CPO 777 914-2 [54:39]

I greatly enjoyed Michi Gaigg’s directorship of Telemann’s Miriways (see review), so was keen to hear what she and L’Orfeo Barockorchester would make of this repertoire. It turns out that this is not a new recording or release however, and you may have come across it as a SACD from the Phoenix label. This standard CPO CD therefore represents something of a demotion if Super-Audio is important to you.

The first movement of Les Élémens opens with a genuinely unique musical ‘wow!’ moment, and something which in this performance is actually quite scary. Le Cahos or ‘chaos’ leaps out of your speakers with a disorientating cluster of notes: all of the tones from the initial key played simultaneously and with a raw attack which can make you jump out of your skin. This energy is preserved in the louder sections of the movement, but the strings stifle the scales played by the flutes as a representation of ‘air’ almost entirely. This and the strained high trills at 4:52 just prevent this from being a first choice for some of the most remarkable music of this era, but it’s still pretty impressive. One of the best alternatives for this work is on the Archiv label with Musica Antiqua Köln, where the flutes come through clear as a bell in Le Cahos. Christopher Hogwood and The Academy of Ancient Music is also good on Decca L’oiseau-lyre, but his Cahos is a bit too slow and safe for my taste.
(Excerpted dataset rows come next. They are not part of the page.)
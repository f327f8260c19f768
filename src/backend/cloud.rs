//! Client for a generic cloud speech endpoint (remote service A).
//!
//! POSTs `{"text", "voice", "speed"}` as JSON with a bearer token and expects
//! the synthesized audio as the response body.

use super::VoiceParams;
use super::remote::{SynthesisClient, http_client, read_clip, request_error};
use crate::audio::AudioClip;
use crate::config::CloudConfig;
use crate::defaults;
use crate::error::{ReadAloudError, Result};
use async_trait::async_trait;
use serde::Serialize;
use std::time::Duration;

#[derive(Debug, Serialize, PartialEq)]
struct SynthesisRequest<'a> {
    text: &'a str,
    voice: &'a str,
    speed: f32,
}

pub struct CloudClient {
    http: reqwest::Client,
    endpoint: String,
    voice: String,
    api_key: String,
}

impl CloudClient {
    /// Checks the endpoint and credential before any request is made.
    pub fn new(config: &CloudConfig, timeout: Option<Duration>) -> Result<Self> {
        if config.api_key.trim().is_empty() {
            return Err(ReadAloudError::MissingCredential {
                service: "cloud".to_string(),
                variable: defaults::CLOUD_API_KEY_ENV.to_string(),
            });
        }
        if config.endpoint.trim().is_empty() {
            return Err(ReadAloudError::ConfigInvalidValue {
                key: "cloud.endpoint".to_string(),
                message: "an endpoint URL is required for the cloud service".to_string(),
            });
        }

        Ok(Self {
            http: http_client(timeout)?,
            endpoint: config.endpoint.clone(),
            voice: config.voice.clone(),
            api_key: config.api_key.clone(),
        })
    }

    fn body<'a>(&'a self, text: &'a str, voice: &'a VoiceParams) -> SynthesisRequest<'a> {
        SynthesisRequest {
            text,
            voice: if voice.voice.is_empty() {
                &self.voice
            } else {
                &voice.voice
            },
            speed: voice.speed,
        }
    }
}

#[async_trait]
impl SynthesisClient for CloudClient {
    fn service(&self) -> &'static str {
        "cloud"
    }

    async fn synthesize(&self, text: &str, voice: &VoiceParams) -> Result<AudioClip> {
        let response = self
            .http
            .post(&self.endpoint)
            .bearer_auth(&self.api_key)
            .json(&self.body(text, voice))
            .send()
            .await
            .map_err(request_error)?;
        read_clip(response).await
    }
}

#[cfg(test)]
mod tests {
    use super::*;

    fn config() -> CloudConfig {
        CloudConfig {
            endpoint: "https://tts.example.com/v1/synthesize".to_string(),
            voice: "narrator".to_string(),
            api_key: "secret".to_string(),
        }
    }

    #[test]
    fn test_missing_api_key_names_variable() {
        let config = CloudConfig {
            api_key: "  ".to_string(),
            ..config()
        };
        let err = CloudClient::new(&config, None).err().unwrap();
        match err {
            ReadAloudError::MissingCredential { service, variable } => {
                assert_eq!(service, "cloud");
                assert_eq!(variable, "READALOUD_CLOUD_API_KEY");
            }
            other => panic!("Expected MissingCredential, got {other:?}"),
        }
    }

    #[test]
    fn test_missing_endpoint_is_invalid_value() {
        let config = CloudConfig {
            endpoint: String::new(),
            ..config()
        };
        let err = CloudClient::new(&config, None).err().unwrap();
        assert!(matches!(err, ReadAloudError::ConfigInvalidValue { .. }));
    }

    #[test]
    fn test_request_body_uses_configured_voice() {
        let client = CloudClient::new(&config(), Some(Duration::from_secs(10))).unwrap();
        let params = VoiceParams {
            speed: 1.5,
            ..VoiceParams::default()
        };
        let json = serde_json::to_value(client.body("Hi there", &params)).unwrap();
        assert_eq!(
            json,
            serde_json::json!({"text": "Hi there", "voice": "narrator", "speed": 1.5})
        );
    }

    #[test]
    fn test_request_body_prefers_session_voice() {
        let client = CloudClient::new(&config(), None).unwrap();
        let params = VoiceParams {
            voice: "calm".to_string(),
            ..VoiceParams::default()
        };
        assert_eq!(client.body("x", &params).voice, "calm");
    }
}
The rest of Les Élémens is more conventional but still very much worthwhile, the suite presenting crowd-pleasing musical descriptions of ‘the blissful state of nature before mankind appeared’. Rebel would have been in his 70s when this work was given its first performance, and 1737 is also the year the suite from Castor et Pollux by Jean-Philippe Rameau was first given in the Académie Royal de Musique. The record catalogues aren’t over-stocked with versions of this work, but if you can find the old Philips recording from Frans Brüggen and the Orchestra of the 18th Century then that would be my first choice. Michi Gaigg’s version has a more chamber music feel which has its own qualities, but the richer textures of a bigger sounding orchestra serve the music that much better, the more tender emotions felt deeper and the more lively movements less clipped. This is not to say Gaigg’s Castor et Pollux serves us poorly. On the contrary, there is plenty of dolorous sentiment in something like the Sarbande – Air pour Hébé et ses Suivantes, and fun in the castanets of the Passepied, just to point out a couple of fragments.

Almost worth it for the shock of those opening moments alone, this is a very fine recording of some excellent baroque repertoire. If you are only looking for the best of one or other of these works then it pays to shop around, but if the coupling attracts then you won’t be disappointed.